Figure 4.12 Cause-and-Effect Diagram Major Categories

Figure 4.12 Cause-and-Effect Diagram Major Categories

Another way to construct a cause-and-effect diagram is to use a process flowchart as the main branch. In that way, the stems branch off the process steps where the hypotheses or leaves naturally reside.

One way to come up with the major categories or stems is through the use of an affinity diagram (see Chapter 8 (Holtzblatt, Wendell, and Wood 2005)). In the first step of constructing an affinity diagram, everyone in the group writes their ideas or opinions about the cause of a problem on a slip from a notepad or a sticky note. It is important that each person in the group is allowed to freely express their opinion, and no one should criticize or try to suppress ideas at this point. The notes are then put on a bulletin board or white board. Next, members of the group try to reorganize the notes into distinct categories of similar ideas by moving the location of the notes. Notes expressing the same idea can be combined at this point. Finally, the group decides on names for each of the categories and an initial cause-and-effect diagram like Figure 4.12 is constructed, with a stem off the main branch for each category.

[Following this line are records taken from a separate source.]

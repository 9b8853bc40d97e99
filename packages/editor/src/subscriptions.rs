//! # Subscription Registry
//!
//! Change fan-out between panels.
//!
//! After a successful operation every registered panel except the
//! originator is invoked with a [`ChangeNotification`]: the changed entity
//! kinds plus a read of the now-current store. No diffs cross this
//! boundary — callbacks re-derive their own view from the snapshot, which
//! trades a little redundant recomputation for the elimination of
//! incremental-patch divergence bugs.
//!
//! `notify` iterates a snapshot of the subscriber list taken up front, so a
//! handle may unregister (any subscriber, including itself) while a
//! notification is in flight. Unregistration is idempotent.

use std::cell::{Cell, RefCell};
use std::rc::Rc;

use pagecraft_model::EntityKind;

use crate::store::EntityStore;

/// Identity of a registered panel, threaded through every mutation call as
/// `issued_by` so the registry can suppress self-notification.
#[derive(Debug, Clone, PartialEq, Eq, Hash, PartialOrd, Ord)]
pub struct SubscriberId(String);

impl SubscriberId {
    pub fn new(id: impl Into<String>) -> Self {
        Self(id.into())
    }

    pub fn as_str(&self) -> &str {
        &self.0
    }
}

impl From<&str> for SubscriberId {
    fn from(id: &str) -> Self {
        Self(id.to_string())
    }
}

impl std::fmt::Display for SubscriberId {
    fn fmt(&self, f: &mut std::fmt::Formatter<'_>) -> std::fmt::Result {
        f.write_str(&self.0)
    }
}

/// What a notified subscriber receives: the changed kinds and a fresh read
/// of the store.
pub struct ChangeNotification<'a> {
    pub changed: &'a [EntityKind],
    pub store: &'a EntityStore,
}

impl ChangeNotification<'_> {
    pub fn includes(&self, kind: EntityKind) -> bool {
        self.changed.contains(&kind)
    }
}

pub type ChangeCallback = Box<dyn FnMut(&ChangeNotification<'_>)>;

struct Subscriber {
    id: SubscriberId,
    active: Cell<bool>,
    callback: RefCell<ChangeCallback>,
}

#[derive(Default)]
pub struct SubscriptionRegistry {
    subscribers: RefCell<Vec<Rc<Subscriber>>>,
}

impl SubscriptionRegistry {
    pub fn new() -> Self {
        Self::default()
    }

    pub fn register(&self, id: SubscriberId, callback: ChangeCallback) -> SubscriptionHandle {
        let subscriber = Rc::new(Subscriber {
            id,
            active: Cell::new(true),
            callback: RefCell::new(callback),
        });
        self.subscribers.borrow_mut().push(Rc::clone(&subscriber));
        SubscriptionHandle { subscriber }
    }

    /// Invoke every active subscriber except the originator.
    pub fn notify(&self, originator: &SubscriberId, notification: &ChangeNotification<'_>) {
        // Stable snapshot: unregistration during the loop cannot invalidate
        // the iteration, it only flips `active`.
        let snapshot: Vec<Rc<Subscriber>> = self.subscribers.borrow().clone();
        for subscriber in snapshot {
            if !subscriber.active.get() || subscriber.id == *originator {
                continue;
            }
            (subscriber.callback.borrow_mut())(notification);
        }
        self.subscribers.borrow_mut().retain(|s| s.active.get());
    }

    /// Number of active subscribers.
    pub fn len(&self) -> usize {
        self.subscribers
            .borrow()
            .iter()
            .filter(|s| s.active.get())
            .count()
    }

    pub fn is_empty(&self) -> bool {
        self.len() == 0
    }

    pub(crate) fn clear(&self) {
        let mut subscribers = self.subscribers.borrow_mut();
        for subscriber in subscribers.iter() {
            subscriber.active.set(false);
        }
        subscribers.clear();
    }
}

/// Deregistration handle returned by [`SubscriptionRegistry::register`].
pub struct SubscriptionHandle {
    subscriber: Rc<Subscriber>,
}

impl std::fmt::Debug for SubscriptionHandle {
    fn fmt(&self, f: &mut std::fmt::Formatter<'_>) -> std::fmt::Result {
        f.debug_struct("SubscriptionHandle")
            .field("id", &self.subscriber.id)
            .field("active", &self.subscriber.active.get())
            .finish()
    }
}

impl SubscriptionHandle {
    /// Stop receiving notifications. Safe to call more than once and safe
    /// to call while a notification is in progress.
    pub fn unregister(&self) {
        self.subscriber.active.set(false);
    }

    pub fn id(&self) -> &SubscriberId {
        &self.subscriber.id
    }
}

#[cfg(test)]
mod tests {
    use super::*;
    use std::rc::Rc;

    fn notification_counter(
        registry: &SubscriptionRegistry,
        id: &str,
    ) -> (Rc<Cell<usize>>, SubscriptionHandle) {
        let count = Rc::new(Cell::new(0));
        let inner = Rc::clone(&count);
        let handle = registry.register(
            SubscriberId::from(id),
            Box::new(move |_| inner.set(inner.get() + 1)),
        );
        (count, handle)
    }

    fn notify(registry: &SubscriptionRegistry, originator: &str) {
        let store = EntityStore::new();
        let changed = [EntityKind::Page];
        registry.notify(
            &SubscriberId::from(originator),
            &ChangeNotification {
                changed: &changed,
                store: &store,
            },
        );
    }

    #[test]
    fn test_originator_is_suppressed() {
        let registry = SubscriptionRegistry::new();
        let (count_a, _ha) = notification_counter(&registry, "panel-a");
        let (count_b, _hb) = notification_counter(&registry, "panel-b");

        notify(&registry, "panel-a");

        assert_eq!(count_a.get(), 0);
        assert_eq!(count_b.get(), 1);
    }

    #[test]
    fn test_unregister_is_idempotent() {
        let registry = SubscriptionRegistry::new();
        let (count, handle) = notification_counter(&registry, "panel-a");

        handle.unregister();
        handle.unregister();
        notify(&registry, "panel-b");

        assert_eq!(count.get(), 0);
        assert!(registry.is_empty());
    }

    #[test]
    fn test_unregister_during_notify_is_safe() {
        let registry = SubscriptionRegistry::new();

        // panel-a unregisters itself from inside its own callback
        let handle_slot: Rc<RefCell<Option<SubscriptionHandle>>> =
            Rc::new(RefCell::new(None));
        let slot = Rc::clone(&handle_slot);
        let fired = Rc::new(Cell::new(0));
        let fired_inner = Rc::clone(&fired);
        let handle = registry.register(
            SubscriberId::from("panel-a"),
            Box::new(move |_| {
                fired_inner.set(fired_inner.get() + 1);
                if let Some(handle) = slot.borrow().as_ref() {
                    handle.unregister();
                }
            }),
        );
        *handle_slot.borrow_mut() = Some(handle);

        notify(&registry, "panel-b");
        notify(&registry, "panel-b");

        assert_eq!(fired.get(), 1);
    }
}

The next step is to add leaves to the to the stems. The ideas for the leaves are stimulated by asking why. For example asking, “Why would road conditions cause a driver to lose control of the car?” This might result in the ideas or opinions shown on the right upper stem of the diagram shown in Figure 4.13 Leaves would be added to the other stems, as shown in the Figure, by following the same process.

Figure 4.13 Cause-and Effect Diagram-First Level of Detail

Figure 4.13 Cause-and Effect Diagram-First Level of Detail

More detail can be found by asking why again at each of the leaves. For example asking, “Why would the tire blow out?” This might result in the opinion added to the blow out leaf on the upper left of Figure 4.14.

Figure 4.14 Cause-and-Effect Diagram-Second Level of Detail

Figure 4.14 Cause-and-Effect Diagram-Second Level of Detail

When the cause-and-effect diagram is completed, members of the group that made the cause-and-effect diagram can begin to test the ideas that are felt by consensus to be most important. The tests are performed using the PDCA cycle to verify or discredit the ideas on the cause-and-effect diagram.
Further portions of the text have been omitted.